Manarola is also very photogenic and the approach is perfect from a high viewpoint and descending through groves into the main square. Gelatos by the harbour cool us down and make the last km into Riomaggiore a breeze. It’s a level walk along the Via d’Amore which has seen many romantic couples declare their love and take scenic photos to prove it. They also hang locks of all sizes on the railings and gates to declare the bond between them is strong etc. I think this tradition developed after a scene from a movie – not such an ancient tradition then.

We decide to train back towards Levanto and get off at Monterosso, the only town we haven’t yet seen. It is warm and very busy with drinking and gelato-slurping tourists enjoying the unseasonable beach weather. There are even people swimming and paddling in the aqua shallows. A quick decision is made that we should tackle the walk between Monterosso south to Vernazza where we started this morning. This would finish the whole walk (10km in total) and make our life complete. The hot conditions and steep ascent out of town make us all sweaty and wondering if it was such a good idea to save this difficult section until the end of our day. The sights are incredible – vineyard terraces, vast blue seas below us and our poor shuffling shoes as we climb up endless stony steps. We meet a few other walkers who are descending and shaking their heads as we pass them. The trails are very narrow and can only allow single file traffic. At last the trail levels and eventually we descend into Vernazzo feeling very happy with our effort. The kids have actually run ahead of us down the stairs after 2 hours of climbing. Does this mean we’ve joined the Cinque Terre achievers club?

Aosta Valley leads up to Mont Blanc. It is full of spectacular mountains, dark outlines against hazy setting sunshine. In the distance white peaks keep us intrigued. We camp just outside a tiny village, Morgex, with views straight up to Mont Blanc and forests of autumn colours all around. The morning light on the mountains is inspiring and makes me want to take pictures and travel.

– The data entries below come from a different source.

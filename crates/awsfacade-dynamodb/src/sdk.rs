//! [`TableBackend`] over `aws-sdk-dynamodb`.

use std::collections::HashMap;
use std::time::Duration;

use async_trait::async_trait;
use aws_config::SdkConfig;
use aws_sdk_dynamodb::Client;
use aws_sdk_dynamodb::client::Waiters;
use aws_sdk_dynamodb::types::{
    AttributeDefinition, KeySchemaElement, KeyType as SdkKeyType, ProvisionedThroughput,
    PutRequest, ReturnValue, ScalarAttributeType, TableDescription, WriteRequest,
};
use awsfacade_core::{FacadeError, FacadeResult, SdkResultExt};
use tracing::debug;

use crate::backend::TableBackend;
use crate::expression::{Condition, KeyCondition, UpdateSet, render_filter, render_query};
use crate::types::{
    Item, ItemPage, ItemPageRequest, KeyAttribute, KeySchema, KeyType, TableHandle, TableStatus,
};

/// Table backend issuing real DynamoDB requests.
#[derive(Debug, Clone)]
pub struct SdkTables {
    client: Client,
}

impl SdkTables {
    /// Wrap an existing client.
    #[must_use]
    pub fn new(client: Client) -> Self {
        Self { client }
    }

    /// Build a client from a shared SDK configuration.
    #[must_use]
    pub fn from_sdk_config(sdk_config: &SdkConfig) -> Self {
        Self::new(Client::new(sdk_config))
    }

    /// The underlying client.
    #[must_use]
    pub fn client(&self) -> &Client {
        &self.client
    }
}

fn build_err(err: impl std::fmt::Display) -> FacadeError {
    FacadeError::invalid_input(err.to_string())
}

fn scalar_type(t: KeyType) -> ScalarAttributeType {
    match t {
        KeyType::S => ScalarAttributeType::S,
        KeyType::N => ScalarAttributeType::N,
        KeyType::B => ScalarAttributeType::B,
    }
}

fn from_scalar_type(t: &ScalarAttributeType) -> FacadeResult<KeyType> {
    match t {
        ScalarAttributeType::S => Ok(KeyType::S),
        ScalarAttributeType::N => Ok(KeyType::N),
        ScalarAttributeType::B => Ok(KeyType::B),
        other => Err(FacadeError::invalid_input(format!(
            "unsupported key attribute type {}",
            other.as_str()
        ))),
    }
}

fn key_schema_elements(schema: &KeySchema) -> FacadeResult<Vec<KeySchemaElement>> {
    let mut elements = vec![
        KeySchemaElement::builder()
            .attribute_name(&schema.partition_key.name)
            .key_type(SdkKeyType::Hash)
            .build()
            .map_err(build_err)?,
    ];
    if let Some(sort) = &schema.sort_key {
        elements.push(
            KeySchemaElement::builder()
                .attribute_name(&sort.name)
                .key_type(SdkKeyType::Range)
                .build()
                .map_err(build_err)?,
        );
    }
    Ok(elements)
}

fn attribute_definitions(schema: &KeySchema) -> FacadeResult<Vec<AttributeDefinition>> {
    schema
        .attributes()
        .map(|attr| {
            AttributeDefinition::builder()
                .attribute_name(&attr.name)
                .attribute_type(scalar_type(attr.attr_type))
                .build()
                .map_err(build_err)
        })
        .collect()
}

fn to_handle(desc: &TableDescription) -> FacadeResult<TableHandle> {
    let attr_type = |name: &str| {
        desc.attribute_definitions()
            .iter()
            .find(|d| d.attribute_name() == name)
            .map_or_else(
                || {
                    Err(FacadeError::invalid_input(format!(
                        "no attribute definition for key {name}"
                    )))
                },
                |d| from_scalar_type(d.attribute_type()),
            )
    };
    let mut partition_key = None;
    let mut sort_key = None;
    for element in desc.key_schema() {
        let name = element.attribute_name();
        let attr = KeyAttribute::new(name, attr_type(name)?);
        match element.key_type() {
            SdkKeyType::Hash => partition_key = Some(attr),
            SdkKeyType::Range => sort_key = Some(attr),
            _ => {}
        }
    }
    let partition_key = partition_key
        .ok_or_else(|| FacadeError::invalid_input("table description has no partition key"))?;

    Ok(TableHandle {
        name: desc.table_name().unwrap_or_default().to_owned(),
        key_schema: KeySchema {
            partition_key,
            sort_key,
        },
        status: desc
            .table_status()
            .map_or(TableStatus::Other(String::new()), |s| {
                TableStatus::from_provider(s.as_str())
            }),
        arn: desc.table_arn().map(ToOwned::to_owned),
        item_count: desc.item_count().and_then(|c| u64::try_from(c).ok()),
    })
}

fn non_empty<K, V>(map: HashMap<K, V>) -> Option<HashMap<K, V>> {
    (!map.is_empty()).then_some(map)
}

#[async_trait]
impl TableBackend for SdkTables {
    async fn create_table(
        &self,
        name: &str,
        key_schema: &KeySchema,
        read_units: i64,
        write_units: i64,
    ) -> FacadeResult<TableHandle> {
        let throughput = ProvisionedThroughput::builder()
            .read_capacity_units(read_units)
            .write_capacity_units(write_units)
            .build()
            .map_err(build_err)?;
        let resp = self
            .client
            .create_table()
            .table_name(name)
            .set_key_schema(Some(key_schema_elements(key_schema)?))
            .set_attribute_definitions(Some(attribute_definitions(key_schema)?))
            .provisioned_throughput(throughput)
            .send()
            .await
            .map_facade_err(format!("create table {name}"))?;

        match resp.table_description() {
            Some(desc) => to_handle(desc),
            None => Ok(TableHandle {
                name: name.to_owned(),
                key_schema: key_schema.clone(),
                status: TableStatus::Creating,
                arn: None,
                item_count: None,
            }),
        }
    }

    async fn wait_table_active(&self, name: &str, max_wait: Duration) -> FacadeResult<()> {
        self.client
            .wait_until_table_exists()
            .table_name(name)
            .wait(max_wait)
            .await
            .map_err(|e| FacadeError::wait(format!("table {name} to become active"), e))?;
        Ok(())
    }

    async fn describe_table(&self, name: &str) -> FacadeResult<TableHandle> {
        let resp = self
            .client
            .describe_table()
            .table_name(name)
            .send()
            .await
            .map_facade_err(format!("describe table {name}"))?;
        let desc = resp
            .table()
            .ok_or_else(|| FacadeError::not_found(format!("table {name}")))?;
        to_handle(desc)
    }

    async fn delete_table(&self, name: &str) -> FacadeResult<()> {
        self.client
            .delete_table()
            .table_name(name)
            .send()
            .await
            .map_facade_err(format!("delete table {name}"))?;
        Ok(())
    }

    async fn wait_table_absent(&self, name: &str, max_wait: Duration) -> FacadeResult<()> {
        self.client
            .wait_until_table_not_exists()
            .table_name(name)
            .wait(max_wait)
            .await
            .map_err(|e| FacadeError::wait(format!("table {name} removal"), e))?;
        Ok(())
    }

    async fn put_item(&self, table: &str, item: Item) -> FacadeResult<()> {
        self.client
            .put_item()
            .table_name(table)
            .set_item(Some(item))
            .send()
            .await
            .map_facade_err(format!("put item into {table}"))?;
        Ok(())
    }

    async fn get_item(&self, table: &str, key: Item) -> FacadeResult<Option<Item>> {
        let resp = self
            .client
            .get_item()
            .table_name(table)
            .set_key(Some(key))
            .consistent_read(true)
            .send()
            .await
            .map_facade_err(format!("get item from {table}"))?;
        Ok(resp.item().cloned())
    }

    async fn update_item(&self, table: &str, key: Item, update: &UpdateSet) -> FacadeResult<()> {
        let rendered = update.render();
        self.client
            .update_item()
            .table_name(table)
            .set_key(Some(key))
            .update_expression(rendered.expression)
            .set_expression_attribute_names(non_empty(rendered.names))
            .set_expression_attribute_values(non_empty(rendered.values))
            .send()
            .await
            .map_facade_err(format!("update item in {table}"))?;
        Ok(())
    }

    async fn delete_item(&self, table: &str, key: Item) -> FacadeResult<Option<Item>> {
        let resp = self
            .client
            .delete_item()
            .table_name(table)
            .set_key(Some(key))
            .return_values(ReturnValue::AllOld)
            .send()
            .await
            .map_facade_err(format!("delete item from {table}"))?;
        Ok(resp.attributes().cloned())
    }

    async fn batch_put(&self, table: &str, items: Vec<Item>) -> FacadeResult<Vec<Item>> {
        let requests = items
            .into_iter()
            .map(|item| {
                let put = PutRequest::builder()
                    .set_item(Some(item))
                    .build()
                    .map_err(build_err)?;
                Ok(WriteRequest::builder().put_request(put).build())
            })
            .collect::<FacadeResult<Vec<_>>>()?;
        let count = requests.len();

        let resp = self
            .client
            .batch_write_item()
            .request_items(table, requests)
            .send()
            .await
            .map_facade_err(format!("batch write to {table}"))?;

        let unprocessed: Vec<Item> = resp
            .unprocessed_items()
            .and_then(|tables| tables.get(table))
            .map(|writes| {
                writes
                    .iter()
                    .filter_map(|w| w.put_request().map(|p| p.item().clone()))
                    .collect()
            })
            .unwrap_or_default();
        debug!(table, sent = count, unprocessed = unprocessed.len(), "batch write sent");
        Ok(unprocessed)
    }

    async fn query(
        &self,
        table: &str,
        key: &KeyCondition,
        filter: Option<&Condition>,
        page: &ItemPageRequest,
    ) -> FacadeResult<ItemPage> {
        let rendered = render_query(key, filter);
        let resp = self
            .client
            .query()
            .table_name(table)
            .key_condition_expression(rendered.key_condition)
            .set_filter_expression(rendered.filter)
            .set_expression_attribute_names(non_empty(rendered.names))
            .set_expression_attribute_values(non_empty(rendered.values))
            .set_exclusive_start_key(page.exclusive_start_key.clone())
            .set_limit(page.limit.map(|l| i32::try_from(l).unwrap_or(i32::MAX)))
            .send()
            .await
            .map_facade_err(format!("query {table}"))?;

        Ok(ItemPage {
            items: resp.items().to_vec(),
            last_evaluated_key: resp.last_evaluated_key().cloned(),
        })
    }

    async fn scan(
        &self,
        table: &str,
        filter: Option<&Condition>,
        page: &ItemPageRequest,
    ) -> FacadeResult<ItemPage> {
        let mut req = self
            .client
            .scan()
            .table_name(table)
            .set_exclusive_start_key(page.exclusive_start_key.clone())
            .set_limit(page.limit.map(|l| i32::try_from(l).unwrap_or(i32::MAX)));
        if let Some(filter) = filter {
            let rendered = render_filter(filter);
            req = req
                .filter_expression(rendered.expression)
                .set_expression_attribute_names(non_empty(rendered.names))
                .set_expression_attribute_values(non_empty(rendered.values));
        }
        let resp = req.send().await.map_facade_err(format!("scan {table}"))?;

        Ok(ItemPage {
            items: resp.items().to_vec(),
            last_evaluated_key: resp.last_evaluated_key().cloned(),
        })
    }
}

#[cfg(test)]
mod tests {
    use super::*;

    #[test]
    fn test_should_derive_definitions_from_key_schema() {
        let schema = KeySchema::partition("pk", KeyType::S).with_sort_key("ts", KeyType::N);
        let elements = key_schema_elements(&schema).unwrap();
        assert_eq!(elements.len(), 2);
        assert_eq!(elements[0].key_type(), &SdkKeyType::Hash);
        assert_eq!(elements[1].attribute_name(), "ts");

        let defs = attribute_definitions(&schema).unwrap();
        assert_eq!(defs[1].attribute_type(), &ScalarAttributeType::N);
    }

    #[test]
    fn test_should_read_key_schema_from_description() {
        let schema = KeySchema::partition("id", KeyType::N);
        let desc = TableDescription::builder()
            .table_name("t")
            .set_key_schema(Some(key_schema_elements(&schema).unwrap()))
            .set_attribute_definitions(Some(attribute_definitions(&schema).unwrap()))
            .table_status(aws_sdk_dynamodb::types::TableStatus::Active)
            .item_count(4)
            .build();
        let handle = to_handle(&desc).unwrap();
        assert_eq!(handle.name, "t");
        assert_eq!(handle.key_schema, schema);
        assert_eq!(handle.status, TableStatus::Active);
        assert_eq!(handle.item_count, Some(4));
    }
}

The Mont Blanc tunnel costs about $70 to drive through and about 12 mins of your life that are quite unremarkable. The exit into France and the views straight up into a massive glacier certainly spark up the day and from there the views down the valley continue. The freeways to Annecy are great- high bridges, smooth roads, scenic and expensive- 3 tolls, 80km – about $30. That’s nothing compared to the trip to Geneve the next day – 40km for about $18. I haven’t quite worked out how they bill you for the peage freeways- in Italy you got a ticket at the start and when you got off they calculated the distance which you paid for. Here the payments are haphazard, at illogical locations and probably a ripoff. The secondary roads are looking very attractive from now on.